Excerpts from a dataset
━━━━━━━━━━━━━━━━

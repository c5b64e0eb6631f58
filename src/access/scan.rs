//! Immutable lexical scanner over rule and query text.
//!
//! Every operation returns a new [`ScanCursor`] and leaves the receiver
//! untouched, so the parser can try an alternative production by branching
//! from an earlier cursor. Failure is sticky: once an operation fails, every
//! further chained operation is a no-op that keeps the failure and the offset
//! at which it happened.

use regex::Regex;

#[derive(Debug, Clone, Copy, PartialEq, Eq)]
pub struct ScanCursor<'a> {
    input: &'a str,
    offset: usize,
    /// Text consumed by the last operation, `None` once failed.
    value: Option<&'a str>,
}

impl<'a> ScanCursor<'a> {
    pub fn new(input: &'a str) -> Self {
        Self {
            input,
            offset: 0,
            value: Some(""),
        }
    }

    pub fn offset(&self) -> usize {
        self.offset
    }

    /// Text consumed by the last successful operation.
    pub fn value(&self) -> Option<&'a str> {
        self.value
    }

    pub fn is_ready(&self) -> bool {
        self.value.is_some()
    }

    pub fn is_eof(&self) -> bool {
        self.offset >= self.input.len()
    }

    /// Unconsumed remainder of the input.
    pub fn rest(&self) -> &'a str {
        &self.input[self.offset..]
    }

    pub fn peek(&self) -> Option<char> {
        self.rest().chars().next()
    }

    fn advance(self, len: usize) -> Self {
        Self {
            input: self.input,
            offset: self.offset + len,
            value: Some(&self.input[self.offset..self.offset + len]),
        }
    }

    fn fail(self) -> Self {
        Self {
            value: None,
            ..self
        }
    }

    pub fn skip_whitespace(self) -> Self {
        if !self.is_ready() {
            return self;
        }
        let rest = self.rest();
        let len = rest.len() - rest.trim_start().len();
        self.advance(len)
    }

    /// Like [`skip_whitespace`](Self::skip_whitespace) but fails when there
    /// is no whitespace to consume.
    pub fn read_whitespace(self) -> Self {
        let next = self.skip_whitespace();
        match next.value {
            Some(ws) if !ws.is_empty() => next,
            _ => self.fail(),
        }
    }

    pub fn read_char(self, candidates: &[char]) -> Self {
        if !self.is_ready() {
            return self;
        }
        match self.peek() {
            Some(c) if candidates.contains(&c) => self.advance(c.len_utf8()),
            _ => self.fail(),
        }
    }

    /// Consumes the longest of `literals` that prefixes the remaining input.
    pub fn read_literal_one_of(self, literals: &[&str]) -> Self {
        if !self.is_ready() {
            return self;
        }
        let rest = self.rest();
        match literals
            .iter()
            .filter(|lit| !lit.is_empty() && rest.starts_with(**lit))
            .map(|lit| lit.len())
            .max()
        {
            Some(len) => self.advance(len),
            None => self.fail(),
        }
    }

    /// Consumes the match of `pattern` starting exactly at the current offset.
    /// An empty match counts as a failure.
    pub fn read_pattern(self, pattern: &Regex) -> Self {
        if !self.is_ready() {
            return self;
        }
        match pattern.find(self.rest()) {
            Some(m) if m.start() == 0 && m.end() > 0 => self.advance(m.end()),
            _ => self.fail(),
        }
    }
}

#[cfg(test)]
mod tests {
    use super::*;

    #[test]
    fn test_skip_whitespace_never_fails() {
        let cursor = ScanCursor::new("abc").skip_whitespace();
        assert!(cursor.is_ready());
        assert_eq!(cursor.value(), Some(""));
        assert_eq!(cursor.offset(), 0);

        let cursor = ScanCursor::new("  \tabc").skip_whitespace();
        assert_eq!(cursor.value(), Some("  \t"));
        assert_eq!(cursor.rest(), "abc");
    }

    #[test]
    fn test_read_whitespace_requires_one() {
        assert!(!ScanCursor::new("abc").read_whitespace().is_ready());
        let cursor = ScanCursor::new(" abc").read_whitespace();
        assert!(cursor.is_ready());
        assert_eq!(cursor.offset(), 1);
    }

    #[test]
    fn test_read_char() {
        let cursor = ScanCursor::new("/x").read_char(&['/', '[']);
        assert_eq!(cursor.value(), Some("/"));
        assert!(!ScanCursor::new("x").read_char(&['/']).is_ready());
        assert!(!ScanCursor::new("").read_char(&['/']).is_ready());
    }

    #[test]
    fn test_read_literal_prefers_longest() {
        let cursor = ScanCursor::new("<=5").read_literal_one_of(&["<", "<=", "="]);
        assert_eq!(cursor.value(), Some("<="));
        assert_eq!(cursor.rest(), "5");
    }

    #[test]
    fn test_read_pattern_is_anchored() {
        let digits = Regex::new(r"\d+").unwrap();
        assert!(!ScanCursor::new("ab12").read_pattern(&digits).is_ready());
        let cursor = ScanCursor::new("12ab").read_pattern(&digits);
        assert_eq!(cursor.value(), Some("12"));
    }

    #[test]
    fn test_failure_is_sticky() {
        let failed = ScanCursor::new("abc").read_char(&['/']);
        assert!(!failed.is_ready());
        let still_failed = failed.skip_whitespace().read_char(&['a']);
        assert!(!still_failed.is_ready());
        assert_eq!(still_failed.value(), None);
        assert_eq!(still_failed.offset(), 0);
    }

    #[test]
    fn test_operations_do_not_mutate_receiver() {
        let start = ScanCursor::new("/a");
        let next = start.read_char(&['/']);
        assert_eq!(start.offset(), 0);
        assert_eq!(next.offset(), 1);
        assert!(next.read_char(&['a']).is_eof());
    }
}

━━━━━━━━━━━━━━━━

What you need to do: Give all of the lines above again, exactly as they are.

Solution to this problem:
repository c5b64e0eb6631f58
filename src/access/scan.rs
//! Immutable lexical scanner over rule and query text.
//!
//! Every operation returns a new [`ScanCursor`] and leaves the receiver
//! untouched, so the parser can try an alternative production by branching
//! from an earlier cursor. Failure is sticky: once an operation fails, every
//! further chained operation is a no-op that keeps the failure and the offset
//! at which it happened.

use regex::Regex;

#[derive(Debug, Clone, Copy, PartialEq, Eq)]
pub struct ScanCursor<'a> {
    input: &'a str,
    offset: usize,
    /// Text consumed by the last operation, `None` once failed.
    value: Option<&'a str>,
}

impl<'a> ScanCursor<'a> {
    pub fn new(input: &'a str) -> Self {
        Self {
            input,
            offset: 0,
            value: Some(""),
        }
    }

    pub fn offset(&self) -> usize {
        self.offset
    }

    /// Text consumed by the last successful operation.
    pub fn value(&self) -> Option<&'a str> {
        self.value
    }

    pub fn is_ready(&self) -> bool {
        self.value.is_some()
    }

    pub fn is_eof(&self) -> bool {
        self.offset >= self.input.len()
    }

    /// Unconsumed remainder of the input.
    pub fn rest(&self) -> &'a str {
        &self.input[self.offset..]
    }

    pub fn peek(&self) -> Option<char> {
        self.rest().chars().next()
    }

    fn advance(self, len: usize) -> Self {
        Self {
            input: self.input,
            offset: self.offset + len,
            value: Some(&self.input[self.offset..self.offset + len]),
        }
    }

    fn fail(self) -> Self {
        Self {
            value: None,
            ..self
        }
    }

    pub fn skip_whitespace(self) -> Self {
        if !self.is_ready() {
            return self;
        }
        let rest = self.rest();
        let len = rest.len() - rest.trim_start().len();
        self.advance(len)
    }

    /// Like [`skip_whitespace`](Self::skip_whitespace) but fails when there
    /// is no whitespace to consume.
    pub fn read_whitespace(self) -> Self {
        let next = self.skip_whitespace();
        match next.value {
            Some(ws) if !ws.is_empty() => next,
            _ => self.fail(),
        }
    }

    pub fn read_char(self, candidates: &[char]) -> Self {
        if !self.is_ready() {
            return self;
        }
        match self.peek() {
            Some(c) if candidates.contains(&c) => self.advance(c.len_utf8()),
            _ => self.fail(),
        }
    }

    /// Consumes the longest of `literals` that prefixes the remaining input.
    pub fn read_literal_one_of(self, literals: &[&str]) -> Self {
        if !self.is_ready() {
            return self;
        }
        let rest = self.rest();
        match literals
            .iter()
            .filter(|lit| !lit.is_empty() && rest.starts_with(**lit))
            .map(|lit| lit.len())
            .max()
        {
            Some(len) => self.advance(len),
            None => self.fail(),
        }
    }

    /// Consumes the match of `pattern` starting exactly at the current offset.
    /// An empty match counts as a failure.
    pub fn read_pattern(self, pattern: &Regex) -> Self {
        if !self.is_ready() {
            return self;
        }
        match pattern.find(self.rest()) {
            Some(m) if m.start() == 0 && m.end() > 0 => self.advance(m.end()),
            _ => self.fail(),
        }
    }
}

#[cfg(test)]
mod tests {
    use super::*;

    #[test]
    fn test_skip_whitespace_never_fails() {
        let cursor = ScanCursor::new("abc").skip_whitespace();
        assert!(cursor.is_ready());
        assert_eq!(cursor.value(), Some(""));
        assert_eq!(cursor.offset(), 0);

        let cursor = ScanCursor::new("  \tabc").skip_whitespace();
        assert_eq!(cursor.value(), Some("  \t"));
        assert_eq!(cursor.rest(), "abc");
    }

    #[test]
    fn test_read_whitespace_requires_one() {
        assert!(!ScanCursor::new("abc").read_whitespace().is_ready());
        let cursor = ScanCursor::new(" abc").read_whitespace();
        assert!(cursor.is_ready());
        assert_eq!(cursor.offset(), 1);
    }

    #[test]
    fn test_read_char() {
        let cursor = ScanCursor::new("/x").read_char(&['/', '[']);
        assert_eq!(cursor.value(), Some("/"));
        assert!(!ScanCursor::new("x").read_char(&['/']).is_ready());
        assert!(!ScanCursor::new("").read_char(&['/']).is_ready());
    }

    #[test]
    fn test_read_literal_prefers_longest() {
        let cursor = ScanCursor::new("<=5").read_literal_one_of(&["<", "<=", "="]);
        assert_eq!(cursor.value(), Some("<="));
        assert_eq!(cursor.rest(), "5");
    }

    #[test]
    fn test_read_pattern_is_anchored() {
        let digits = Regex::new(r"\d+").unwrap();
        assert!(!ScanCursor::new("ab12").read_pattern(&digits).is_ready());
        let cursor = ScanCursor::new("12ab").read_pattern(&digits);
        assert_eq!(cursor.value(), Some("12"));
    }

    #[test]
    fn test_failure_is_sticky() {
        let failed = ScanCursor::new("abc").read_char(&['/']);
        assert!(!failed.is_ready());
        let still_failed = failed.skip_whitespace().read_char(&['a']);
        assert!(!still_failed.is_ready());
        assert_eq!(still_failed.value(), None);
        assert_eq!(still_failed.offset(), 0);
    }

    #[test]
    fn test_operations_do_not_mutate_receiver() {
        let start = ScanCursor::new("/a");
        let next = start.read_char(&['/']);
        assert_eq!(start.offset(), 0);
        assert_eq!(next.offset(), 1);
        assert!(next.read_char(&['a']).is_eof());
    }
}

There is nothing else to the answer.